Science Inquiry Using Physical and Virtual Experiments: Systematic Investigation of Issues and Conditions for Learning
With advancing and increasingly affordable computing technologies, schools are no longer limited to text and pictures on printed paper to teach science. Explaining, illustrating and doing science has moved from static text and pictures, to dynamic animations and videos, to highly interactive simulations.
Instead of watching “canned” animations, videos or simulations, students are now able to set up their own experiments in mixed-reality laboratories where physical experiments are wired with sensors to instantaneously link them to simulations, or in fully virtual laboratories where entire experiments can be designed, set up, run and analyzed in cyberspace.

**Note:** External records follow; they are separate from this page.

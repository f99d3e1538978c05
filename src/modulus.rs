//! Selection of the sharing-field modulus for an entropy width.

use num_bigint::BigUint;
use num_traits::{One, Zero};
use serde::{Deserialize, Serialize};

use crate::error::{Result, ShareError};

/// Distance from `2^bits` down to the largest prime below it, per entropy width
const PRIME_OFFSETS: [(usize, u32); 5] = [(128, 159), (160, 47), (192, 237), (224, 63), (256, 189)];

/// Bases for Miller-Rabin; deterministic far beyond 64 bits, probabilistic above
const WITNESSES: [u32; 13] = [2, 3, 5, 7, 11, 13, 17, 19, 23, 29, 31, 37, 41];

/// How the field modulus is derived from the entropy width
#[derive(Debug, Clone, Copy, PartialEq, Eq, Default, Serialize, Deserialize)]
pub enum ModulusPolicy {
    /// Largest prime below `2^bits`
    ///
    /// Every nonzero residue is invertible, so any set of distinct share
    /// indices interpolates. Secrets at or above the prime are rejected.
    #[default]
    Prime,
    /// `2^bits - 1`, compatible with shares made by earlier tooling
    ///
    /// This value is composite for every standard width; index pairs whose
    /// difference shares a factor with it cannot be interpolated.
    Mersenne,
}

/// Returns `2^bits - 1`. Primality is not checked.
///
/// # Example
/// ```
/// use mnemonic_share::mersenne_modulus;
/// use num_bigint::BigUint;
///
/// assert_eq!(mersenne_modulus(8), BigUint::from(255u32));
/// ```
pub fn mersenne_modulus(bits: usize) -> BigUint {
    (BigUint::one() << bits) - BigUint::one()
}

/// Returns the largest prime below `2^bits` for a standard entropy width
pub fn prime_modulus(bits: usize) -> Result<BigUint> {
    let (_, offset) = PRIME_OFFSETS
        .iter()
        .find(|(b, _)| *b == bits)
        .ok_or(ShareError::InvalidEntropyLength(bits))?;
    Ok((BigUint::one() << bits) - BigUint::from(*offset))
}

/// Selects the modulus for `bits` under `policy`
pub fn select_modulus(bits: usize, policy: ModulusPolicy) -> Result<BigUint> {
    match policy {
        ModulusPolicy::Prime => prime_modulus(bits),
        ModulusPolicy::Mersenne => {
            crate::entropy::word_count_for_bits(bits)?;
            let modulus = mersenne_modulus(bits);
            if !is_probable_prime(&modulus) {
                tracing::warn!(bits, "modulus::composite_mersenne_modulus");
            }
            Ok(modulus)
        }
    }
}

/// Miller-Rabin primality test over a fixed witness set
///
/// # Example
/// ```
/// use mnemonic_share::is_probable_prime;
/// use num_bigint::BigUint;
///
/// assert!(is_probable_prime(&BigUint::from(65537u32)));
/// assert!(!is_probable_prime(&BigUint::from(65535u32)));
/// ```
pub fn is_probable_prime(n: &BigUint) -> bool {
    let two = BigUint::from(2u32);
    if *n < two {
        return false;
    }
    for w in WITNESSES {
        let w = BigUint::from(w);
        if *n == w {
            return true;
        }
        if (n % &w).is_zero() {
            return false;
        }
    }

    let n_minus_one = n - BigUint::one();
    let mut d = n_minus_one.clone();
    let mut s = 0u32;
    while (&d % &two).is_zero() {
        d >>= 1;
        s += 1;
    }

    'witness: for w in WITNESSES {
        let mut x = BigUint::from(w).modpow(&d, n);
        if x.is_one() || x == n_minus_one {
            continue;
        }
        for _ in 1..s {
            x = x.modpow(&two, n);
            if x == n_minus_one {
                continue 'witness;
            }
        }
        return false;
    }
    true
}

Therefore, a foundational issue for educational research is: For what type of learners, under what conditions, and for what type of materials are physical experimentation, virtual experimentation, and different ways of sequencing and combining the two best suited?
In a 4-year project we will address this issue by investigating three research questions:
For whom, under what conditions, and for what type of materials is virtual experimentation (or physical experimentation) best suited?
For whom, under what conditions, and for what type of materials is virtual followed by physical experimentation (or physical followed by virtual experimentation) best suited?
For whom, under what conditions, and for what type of materials is a simultaneous combination of physical and virtual experimentation best suited?